Saturday, March 9, 2013

28 Ocean Wave: My Friend Erma



Ocean Wave by Becky Brown
Becky put a little seaweed in the corners of the Ocean Wave.

Ensign Erma Hughes
1920-2012

Each generation fights for rights the next generation takes for granted. My friend Erma Hughes Kirkpatrick was a generation older than I. She enlisted in the armed services during World War II. The concept of women as support troops was an idea my generation took for granted during the Viet Nam years, but Erma was a pioneer in the Navy.


In 1943 she was one of 27,000 women who joined the WAVES, a pretty acronym for "Women Accepted for Volunteer Emergency Service." The E for emergency meant that women in the Navy were there only for the duration, although post-war attitudes changed and the women's divisions became permanent in 1948.

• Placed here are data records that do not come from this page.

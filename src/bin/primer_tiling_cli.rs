use clap::Parser;
use primer_tiling::{
    dna_sequence::DNAsequence,
    exclusion::{ExclusionZone, ExclusionZoneSet},
    output::{RunReport, fasta_dump, order_sheet, write_order_sheet_csv},
    parameters::TilingParameters,
    primer_engine::HeuristicPrimerEngine,
    tiling::{TilingDriver, TilingState},
    window::ConstraintCarry,
};
use std::{fs, fs::File, io};

#[derive(Parser)]
#[command(
    author,
    version,
    about = "Tile a template into overlapping primer pairs",
    long_about = None
)]
struct Args {
    /// Main sequence file (GenBank or FASTA)
    #[arg(short, long, value_name = "FILE")]
    template: String,

    /// Insert sequence used for overhangs (FASTA)
    #[arg(short, long, value_name = "FILE")]
    insert: Option<String>,

    /// Exclusion zone as START:END, may be repeated
    #[arg(short = 'x', long = "exclude", value_name = "START:END")]
    exclude: Vec<String>,

    /// Ask for exclusion zones on stdin
    #[arg(long)]
    interactive_zones: bool,

    /// Parameter JSON, as a path or @path
    #[arg(short, long, value_name = "JSON")]
    params: Option<String>,

    /// Start every window from the configured product size instead of the previous window's
    #[arg(long)]
    reset_window_constraints: bool,

    #[arg(long, value_name = "FILE")]
    fasta_out: Option<String>,

    /// CSV order sheet (Name, Sequence, Scale, Purification)
    #[arg(long, value_name = "FILE")]
    order_sheet: Option<String>,

    /// JSON report of the run
    #[arg(long, value_name = "FILE")]
    report: Option<String>,

    /// Only print the summary and the primer listing
    #[arg(short, long)]
    quiet: bool,
}

fn main() {
    if let Err(e) = run() {
        eprintln!("{e}");
        std::process::exit(1);
    }
}

fn collect_zones(args: &Args) -> Result<ExclusionZoneSet, String> {
    let (mut zones, rejected) =
        ExclusionZoneSet::parse_entries(args.exclude.iter().map(String::as_str));
    for e in rejected {
        eprintln!("{}", e.message);
    }
    if args.interactive_zones {
        let stdin = io::stdin();
        let more: Vec<ExclusionZone> = ExclusionZoneSet::prompt_zones(stdin.lock(), io::stdout())
            .map_err(|e| e.to_string())?;
        zones.extend(more);
    }
    ExclusionZoneSet::new(zones).map_err(|e| e.to_string())
}

fn load_params(args: &Args) -> Result<TilingParameters, String> {
    let mut params = match &args.params {
        Some(path) => {
            let path = path.strip_prefix('@').unwrap_or(path);
            TilingParameters::load_from_path(path).map_err(|e| e.to_string())?
        }
        None => TilingParameters::default(),
    };
    if args.reset_window_constraints {
        params.constraint_carry = ConstraintCarry::ResetEachWindow;
    }
    Ok(params)
}

fn write_text(path: &str, text: &str) -> Result<(), String> {
    fs::write(path, text).map_err(|e| format!("Could not write '{path}': {e}"))
}

fn run() -> Result<(), String> {
    let args = Args::parse();
    let params = load_params(&args)?;
    let zones = collect_zones(&args)?;

    println!("Settings summary:");
    println!("Main sequence file: {}", args.template);
    println!(
        "Insert sequence: {}",
        args.insert.as_deref().unwrap_or("Not used")
    );
    println!("Exclusion zones: {zones}");

    let template = DNAsequence::from_file(&args.template).map_err(|e| e.to_string())?;
    println!("Genome length: {}", template.len());
    if template.is_circular() {
        eprintln!("Template is circular; tiling it as a linear sequence.");
    }
    let insert = match &args.insert {
        Some(path) => Some(DNAsequence::from_file(path).map_err(|e| e.to_string())?),
        None => None,
    };

    let engine = HeuristicPrimerEngine::new();
    let driver = TilingDriver::new(
        template.forward(),
        &zones,
        &engine,
        &params,
        insert.as_ref().map(|i| i.forward()),
    )
    .map_err(|e| e.to_string())?;
    let run = driver.run();

    if !args.quiet {
        for message in &run.messages {
            println!("{message}");
        }
    }
    for warning in &run.warnings {
        eprintln!("{warning}");
    }
    match &run.state {
        TilingState::Completed => println!("Tiling completed with {} pair(s).", run.records.len()),
        TilingState::Halted(reason) => {
            println!("Tiling halted with {} pair(s): {reason:?}", run.records.len())
        }
        TilingState::Scanning => {}
    }

    let fasta = fasta_dump(&run);
    println!("\n{fasta}");
    if let Some(path) = &args.fasta_out {
        write_text(path, &fasta)?;
    }
    if let Some(path) = &args.order_sheet {
        let file = File::create(path).map_err(|e| format!("Could not create '{path}': {e}"))?;
        write_order_sheet_csv(&order_sheet(&run, &params), file).map_err(|e| e.to_string())?;
    }
    if let Some(path) = &args.report {
        let json = RunReport::new(&run).to_json().map_err(|e| e.to_string())?;
        write_text(path, &json)?;
    }
    Ok(())
}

Erma found the perfect spot for her bright mind and degree in psychology as a cryptanalyst in Washington D.C., reconstructing coded communications from the enemy. About ten years ago an interviewer from the Women Veterans Historical Collection at the University of North Carolina Greensboro talked to her. From that transcript:

"[I] ended up in the unit that was reconstructing Japanese codes. It was a naval intelligence unit that was largely responsible for our winning the Battle of Coral Sea, because we were reading the naval traffic and knew what ships were going to be there. So that unit was very proud of that work....But what we were doing—and they would hang me if I'd told all this earlier, but when messages are sent from ship to ship, from naval unit to naval unit, they must be encoded. One job, if you're a cryptographer, is to decode from the codebooks you have. If you're a cryptanalyst, you try to reconstruct the code they're using, which they change occasionally. You try to build it up and reconstruct the code so that future intercepted messages can be read.

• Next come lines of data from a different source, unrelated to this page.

//! Exclusion zones: inclusive `[start, end]` intervals primers must not land inside.

use crate::error::{ErrorCode, TilingError};
use regex::Regex;
use serde::{Deserialize, Serialize};
use std::{
    fmt,
    io::{BufRead, Write},
    str::FromStr,
    sync::LazyLock,
};

static ZONE_PATTERN: LazyLock<Regex> = LazyLock::new(|| {
    Regex::new(r"^\s*(\d+)\s*:\s*(\d+)\s*$").expect("zone pattern is a valid regex")
});

#[derive(Debug, Clone, Copy, PartialEq, Eq, Hash, Serialize, Deserialize)]
pub struct ExclusionZone {
    pub start: usize,
    pub end: usize,
}

impl ExclusionZone {
    pub fn new(start: usize, end: usize) -> Result<Self, TilingError> {
        if start > end {
            return Err(TilingError::new(
                ErrorCode::MalformedExclusionInput,
                format!("Exclusion zone start {start} lies after its end {end}"),
            ));
        }
        Ok(Self { start, end })
    }

    #[inline(always)]
    pub fn contains(&self, pos: usize) -> bool {
        self.start <= pos && pos <= self.end
    }
}

impl fmt::Display for ExclusionZone {
    fn fmt(&self, f: &mut fmt::Formatter<'_>) -> fmt::Result {
        write!(f, "{}:{}", self.start, self.end)
    }
}

impl FromStr for ExclusionZone {
    type Err = TilingError;

    fn from_str(s: &str) -> Result<Self, Self::Err> {
        let malformed = || {
            TilingError::new(
                ErrorCode::MalformedExclusionInput,
                format!("Invalid exclusion zone '{s}', use start:end (e.g. 100:500)"),
            )
        };
        let caps = ZONE_PATTERN.captures(s).ok_or_else(malformed)?;
        let start = caps[1].parse::<usize>().map_err(|_| malformed())?;
        let end = caps[2].parse::<usize>().map_err(|_| malformed())?;
        Self::new(start, end)
    }
}

/// Disjoint zones, kept in ascending `start` order so every lookup
/// scans them in the same sequence.
#[derive(Debug, Clone, Default, PartialEq, Eq, Serialize, Deserialize)]
pub struct ExclusionZoneSet {
    zones: Vec<ExclusionZone>,
}

impl ExclusionZoneSet {
    pub fn new(mut zones: Vec<ExclusionZone>) -> Result<Self, TilingError> {
        zones.sort_by_key(|z| (z.start, z.end));
        for pair in zones.windows(2) {
            if pair[1].start <= pair[0].end {
                return Err(TilingError::invalid_input(format!(
                    "Exclusion zones {} and {} overlap",
                    pair[0], pair[1]
                )));
            }
        }
        Ok(Self { zones })
    }

    /// Parses `start:end` entries, keeping the good ones and handing back
    /// each rejected entry together with the reason.
    pub fn parse_entries<'a, I>(entries: I) -> (Vec<ExclusionZone>, Vec<TilingError>)
    where
        I: IntoIterator<Item = &'a str>,
    {
        let mut accepted = vec![];
        let mut rejected = vec![];
        for entry in entries {
            match entry.parse::<ExclusionZone>() {
                Ok(zone) => accepted.push(zone),
                Err(e) => rejected.push(e),
            }
        }
        (accepted, rejected)
    }

    /// Collects zones line by line until `done` or end of input. A malformed
    /// line is reported on `output` and the user is asked again.
    pub fn prompt_zones<R: BufRead, W: Write>(
        input: R,
        mut output: W,
    ) -> Result<Vec<ExclusionZone>, TilingError> {
        writeln!(
            output,
            "Enter exclusion zones as start:end (e.g., 34263:36284). Enter 'done' when finished."
        )?;
        let mut zones = vec![];
        let mut lines = input.lines();
        loop {
            write!(output, "Exclusion zone: ")?;
            output.flush()?;
            let Some(line) = lines.next() else {
                break;
            };
            let line = line?;
            let line = line.trim();
            if line.eq_ignore_ascii_case("done") {
                break;
            }
            if line.is_empty() {
                continue;
            }
            match line.parse::<ExclusionZone>() {
                Ok(zone) => zones.push(zone),
                Err(e) => writeln!(output, "{}", e.message)?,
            }
        }
        Ok(zones)
    }

    pub fn validate_against_length(&self, length: usize) -> Result<(), TilingError> {
        match self.zones.iter().find(|z| z.end > length) {
            Some(zone) => Err(TilingError::invalid_input(format!(
                "Exclusion zone {zone} extends past the template end ({length} bp)"
            ))),
            None => Ok(()),
        }
    }

    pub fn zone_containing(&self, pos: usize) -> Option<&ExclusionZone> {
        self.zones.iter().find(|z| z.contains(pos))
    }

    pub fn iter(&self) -> impl Iterator<Item = &ExclusionZone> {
        self.zones.iter()
    }

    pub fn len(&self) -> usize {
        self.zones.len()
    }

    pub fn is_empty(&self) -> bool {
        self.zones.is_empty()
    }
}

impl fmt::Display for ExclusionZoneSet {
    fn fmt(&self, f: &mut fmt::Formatter<'_>) -> fmt::Result {
        if self.zones.is_empty() {
            return write!(f, "None");
        }
        let parts: Vec<String> = self.zones.iter().map(|z| z.to_string()).collect();
        write!(f, "{}", parts.join(", "))
    }
}

#[cfg(test)]
mod tests {
    use super::*;

    fn zone(start: usize, end: usize) -> ExclusionZone {
        ExclusionZone::new(start, end).unwrap()
    }

    #[test]
    fn test_parse_zone() {
        assert_eq!("34263:36284".parse::<ExclusionZone>().unwrap(), zone(34263, 36284));
        assert_eq!(" 10 : 20 ".parse::<ExclusionZone>().unwrap(), zone(10, 20));
    }

    #[test]
    fn test_parse_zone_malformed() {
        for text in ["", "100", "100-500", "a:b", "-5:10", "1:2:3", "500:100"] {
            let err = text.parse::<ExclusionZone>().unwrap_err();
            assert_eq!(err.code, ErrorCode::MalformedExclusionInput, "{text}");
        }
    }

    #[test]
    fn test_parse_entries_rejects_individually() {
        let (accepted, rejected) =
            ExclusionZoneSet::parse_entries(["100:200", "oops", "300:400"]);
        assert_eq!(accepted, vec![zone(100, 200), zone(300, 400)]);
        assert_eq!(rejected.len(), 1);
        assert!(rejected[0].message.contains("oops"));
    }

    #[test]
    fn test_set_is_sorted() {
        let set = ExclusionZoneSet::new(vec![zone(500, 600), zone(100, 200)]).unwrap();
        let starts: Vec<usize> = set.iter().map(|z| z.start).collect();
        assert_eq!(starts, vec![100, 500]);
        assert_eq!(set.to_string(), "100:200, 500:600");
    }

    #[test]
    fn test_overlapping_zones_rejected() {
        let err = ExclusionZoneSet::new(vec![zone(100, 200), zone(200, 300)]).unwrap_err();
        assert_eq!(err.code, ErrorCode::InvalidInput);
        assert!(ExclusionZoneSet::new(vec![zone(100, 200), zone(150, 160)]).is_err());
        assert!(ExclusionZoneSet::new(vec![zone(100, 200), zone(201, 300)]).is_ok());
    }

    #[test]
    fn test_zone_containing_is_inclusive() {
        let set = ExclusionZoneSet::new(vec![zone(4000, 4100)]).unwrap();
        assert!(set.zone_containing(3999).is_none());
        assert_eq!(set.zone_containing(4000), Some(&zone(4000, 4100)));
        assert_eq!(set.zone_containing(4100), Some(&zone(4000, 4100)));
        assert!(set.zone_containing(4101).is_none());
    }

    #[test]
    fn test_validate_against_length() {
        let set = ExclusionZoneSet::new(vec![zone(10, 120)]).unwrap();
        assert!(set.validate_against_length(120).is_ok());
        assert!(set.validate_against_length(100).is_err());
    }

    #[test]
    fn test_prompt_zones_reprompts_on_malformed_line() {
        let input = b"100:200\nnonsense\n\n300:400\ndone\n500:600\n";
        let mut output = Vec::new();
        let zones = ExclusionZoneSet::prompt_zones(&input[..], &mut output).unwrap();
        assert_eq!(zones, vec![zone(100, 200), zone(300, 400)]);
        let output = String::from_utf8(output).unwrap();
        assert!(output.contains("Invalid exclusion zone 'nonsense'"));
        assert_eq!(output.matches("Exclusion zone: ").count(), 5);
    }

    #[test]
    fn test_prompt_zones_stops_at_eof() {
        let zones = ExclusionZoneSet::prompt_zones(&b"1:2"[..], Vec::new()).unwrap();
        assert_eq!(zones, vec![zone(1, 2)]);
    }
}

"One of the things I did at one time was to do research at the Library of Congress, because a message would come through, and it would refer to a ruler of a certain country or a certain world event involving a person, and they couldn't tell what the word was. So I'd look up like whom they might be referring to, what official, and find that in the Library of Congress or New York Times or in some other records book. So you sort of do it backwards. You figure out what the codes were.

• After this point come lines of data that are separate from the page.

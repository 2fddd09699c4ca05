//! Plans the search window for one primer-design call.
//!
//! Planning is a pure function of the cursor, the exclusion zones and the
//! constraints handed over from the previous window. Nothing is remembered
//! between calls; the tiling driver decides what "previous" means through
//! [`ConstraintCarry`].

use crate::exclusion::{ExclusionZone, ExclusionZoneSet};
use serde::{Deserialize, Serialize};

/// What the next window inherits from the one before it.
#[derive(Debug, Clone, Copy, PartialEq, Eq, Default, Serialize, Deserialize)]
pub enum ConstraintCarry {
    /// The shrunk minimum product size and forced right end of a window are
    /// the starting point for the next one.
    #[default]
    CarryForward,
    /// Every window starts again from the configured defaults.
    ResetEachWindow,
}

/// The two constraints that may be tightened near an exclusion zone.
#[derive(Debug, Clone, Copy, PartialEq, Eq, Serialize, Deserialize)]
pub struct WindowConstraints {
    pub min_product_size: usize,
    pub force_right_end: Option<usize>,
}

#[derive(Debug, Clone, Copy, PartialEq, Eq, Serialize, Deserialize)]
pub struct Window {
    pub seq_start: usize,
    pub included_length: usize,
    pub force_left_start: usize,
    pub force_right_end: Option<usize>,
    pub min_product_size: usize,
    pub max_product_size: usize,
    /// The zone whose far end the start was snapped to.
    pub snapped_past: Option<ExclusionZone>,
    /// The zone the product was clamped to end before.
    pub blocking_zone: Option<ExclusionZone>,
}

impl Window {
    pub fn constraints(&self) -> WindowConstraints {
        WindowConstraints {
            min_product_size: self.min_product_size,
            force_right_end: self.force_right_end,
        }
    }
}

#[derive(Debug, Clone, Copy, PartialEq, Eq, Serialize, Deserialize)]
pub enum WindowPlan {
    Window(Window),
    InsufficientSequence {
        seq_start: usize,
        included_length: usize,
        min_product_size: usize,
    },
}

#[derive(Debug, Clone, Copy)]
pub struct WindowPlanner<'a> {
    zones: &'a ExclusionZoneSet,
    template_len: usize,
    overlap: usize,
    max_product_size: usize,
}

impl<'a> WindowPlanner<'a> {
    pub fn new(
        zones: &'a ExclusionZoneSet,
        template_len: usize,
        overlap: usize,
        max_product_size: usize,
    ) -> Self {
        Self {
            zones,
            template_len,
            overlap,
            max_product_size,
        }
    }

    pub fn plan(&self, cursor: usize, prior: WindowConstraints) -> WindowPlan {
        let (seq_start, snapped_past) = self.seq_start(cursor);
        let (constraints, blocking_zone) = self.clamp_before_zone(seq_start, prior);

        let included_length = self.template_len.saturating_sub(seq_start);
        if included_length < constraints.min_product_size {
            return WindowPlan::InsufficientSequence {
                seq_start,
                included_length,
                min_product_size: constraints.min_product_size,
            };
        }

        WindowPlan::Window(Window {
            seq_start,
            included_length,
            force_left_start: seq_start,
            force_right_end: constraints.force_right_end,
            min_product_size: constraints.min_product_size,
            max_product_size: self.max_product_size,
            snapped_past,
            blocking_zone,
        })
    }

    /// Backtracks by the overlap, unless the cursor sits in or just before a
    /// zone, in which case the search restarts at the zone's end.
    fn seq_start(&self, cursor: usize) -> (usize, Option<ExclusionZone>) {
        match self
            .zones
            .iter()
            .find(|z| z.start.saturating_sub(self.overlap) <= cursor && cursor < z.end)
        {
            Some(zone) => (zone.end, Some(*zone)),
            None => (cursor.saturating_sub(self.overlap), None),
        }
    }

    /// Makes the product end right before the next zone when the minimum
    /// product would otherwise run into it.
    fn clamp_before_zone(
        &self,
        seq_start: usize,
        prior: WindowConstraints,
    ) -> (WindowConstraints, Option<ExclusionZone>) {
        let min_end = seq_start.saturating_add(prior.min_product_size);
        match self
            .zones
            .iter()
            .find(|z| seq_start < z.start && min_end > z.start)
        {
            Some(zone) => (
                WindowConstraints {
                    min_product_size: zone.start - seq_start,
                    force_right_end: Some(zone.start - 1),
                },
                Some(*zone),
            ),
            None => (prior, None),
        }
    }
}

#[cfg(test)]
mod tests {
    use super::*;

    const DEFAULTS: WindowConstraints = WindowConstraints {
        min_product_size: 4500,
        force_right_end: None,
    };

    fn zones(list: &[(usize, usize)]) -> ExclusionZoneSet {
        ExclusionZoneSet::new(
            list.iter()
                .map(|&(s, e)| ExclusionZone::new(s, e).unwrap())
                .collect(),
        )
        .unwrap()
    }

    fn expect_window(plan: WindowPlan) -> Window {
        match plan {
            WindowPlan::Window(w) => w,
            other => panic!("expected a window, got {other:?}"),
        }
    }

    #[test]
    fn test_plain_backtrack_without_zones() {
        let set = ExclusionZoneSet::default();
        let planner = WindowPlanner::new(&set, 20_000, 65, 6000);
        let w = expect_window(planner.plan(0, DEFAULTS));
        assert_eq!(w.seq_start, 0);
        assert_eq!(w.included_length, 20_000);
        assert_eq!(w.force_left_start, 0);
        assert_eq!(w.force_right_end, None);
        assert_eq!(w.min_product_size, 4500);
        assert_eq!(w.max_product_size, 6000);

        let w = expect_window(planner.plan(5000, DEFAULTS));
        assert_eq!(w.seq_start, 4935);
        assert_eq!(w.included_length, 20_000 - 4935);
    }

    #[test]
    fn test_snap_past_zone() {
        let set = zones(&[(4000, 4100)]);
        let planner = WindowPlanner::new(&set, 20_000, 65, 6000);
        for cursor in [3935, 4000, 4099] {
            let w = expect_window(planner.plan(cursor, DEFAULTS));
            assert_eq!(w.seq_start, 4100, "cursor {cursor}");
            assert_eq!(w.snapped_past, set.iter().next().copied());
        }
        let w = expect_window(planner.plan(3934, DEFAULTS));
        assert_ne!(w.seq_start, 4100);
        let w = expect_window(planner.plan(4100, DEFAULTS));
        assert_eq!(w.seq_start, 4035);
        assert_eq!(w.snapped_past, None);
    }

    #[test]
    fn test_zone_near_template_start() {
        let set = zones(&[(10, 50)]);
        let planner = WindowPlanner::new(&set, 20_000, 65, 6000);
        let w = expect_window(planner.plan(0, DEFAULTS));
        assert_eq!(w.seq_start, 50);
    }

    #[test]
    fn test_clamp_before_zone() {
        let set = zones(&[(4000, 4100)]);
        let planner = WindowPlanner::new(&set, 20_000, 65, 6000);
        let w = expect_window(planner.plan(0, DEFAULTS));
        assert_eq!(w.seq_start, 0);
        assert_eq!(w.force_right_end, Some(3999));
        assert_eq!(w.min_product_size, 4000);
        assert_eq!(w.blocking_zone, set.iter().next().copied());
    }

    #[test]
    fn test_first_zone_ahead_wins() {
        let set = zones(&[(3000, 3100), (4000, 4100)]);
        let planner = WindowPlanner::new(&set, 20_000, 65, 6000);
        let w = expect_window(planner.plan(0, DEFAULTS));
        assert_eq!(w.force_right_end, Some(2999));
        assert_eq!(w.min_product_size, 3000);
    }

    #[test]
    fn test_zone_far_ahead_keeps_prior_constraints() {
        let set = zones(&[(15_000, 15_100)]);
        let planner = WindowPlanner::new(&set, 20_000, 65, 6000);
        let prior = WindowConstraints {
            min_product_size: 131,
            force_right_end: Some(3999),
        };
        let w = expect_window(planner.plan(5000, prior));
        assert_eq!(w.constraints(), prior);
        assert_eq!(w.blocking_zone, None);
    }

    #[test]
    fn test_insufficient_sequence() {
        let set = ExclusionZoneSet::default();
        let planner = WindowPlanner::new(&set, 10_000, 65, 6000);
        assert_eq!(
            planner.plan(9000, DEFAULTS),
            WindowPlan::InsufficientSequence {
                seq_start: 8935,
                included_length: 1065,
                min_product_size: 4500,
            }
        );
        // Exactly the minimum is still enough.
        assert!(matches!(planner.plan(5565, DEFAULTS), WindowPlan::Window(_)));
    }
}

"There was a group who did the brainwork.... They worked in what we call the 'booby hatch,' the big minds, and the people who really could do the figuring out. I didn't do any of that. What I did was very routine....there were just a very few women in this unit....Definitely a minority. But I made some really good friends, and they'd have stag parties, and I was included, and they never thought anything of it. They had stag parties, and I came, too. So I had a good time. I made warm friends, and wartime Washington was very friendly to an unattached young woman. It was a very rich experience."


A WAVE and a code-breaking proto-computer in 1943.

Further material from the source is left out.